### SOURCE DATA
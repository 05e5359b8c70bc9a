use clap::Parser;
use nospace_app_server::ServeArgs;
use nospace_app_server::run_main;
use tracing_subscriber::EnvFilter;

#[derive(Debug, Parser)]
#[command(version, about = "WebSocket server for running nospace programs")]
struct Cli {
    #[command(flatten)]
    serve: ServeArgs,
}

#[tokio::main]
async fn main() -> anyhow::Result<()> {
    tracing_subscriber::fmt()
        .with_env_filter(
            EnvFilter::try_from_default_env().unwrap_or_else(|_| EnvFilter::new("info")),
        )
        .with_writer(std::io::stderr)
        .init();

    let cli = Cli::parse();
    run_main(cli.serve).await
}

### WHAT YOU WILL DO
The lines from the one containing "use tracing_subscriber::EnvFilter;" through the final line of the listing above are to be repeated exactly, and nothing else is to be printed.

### EXERCISE OUTPUT
use tracing_subscriber::EnvFilter;

#[derive(Debug, Parser)]
#[command(version, about = "WebSocket server for running nospace programs")]
struct Cli {
    #[command(flatten)]
    serve: ServeArgs,
}

#[tokio::main]
async fn main() -> anyhow::Result<()> {
    tracing_subscriber::fmt()
        .with_env_filter(
            EnvFilter::try_from_default_env().unwrap_or_else(|_| EnvFilter::new("info")),
        )
        .with_writer(std::io::stderr)
        .init();

    let cli = Cli::parse();
    run_main(cli.serve).await
}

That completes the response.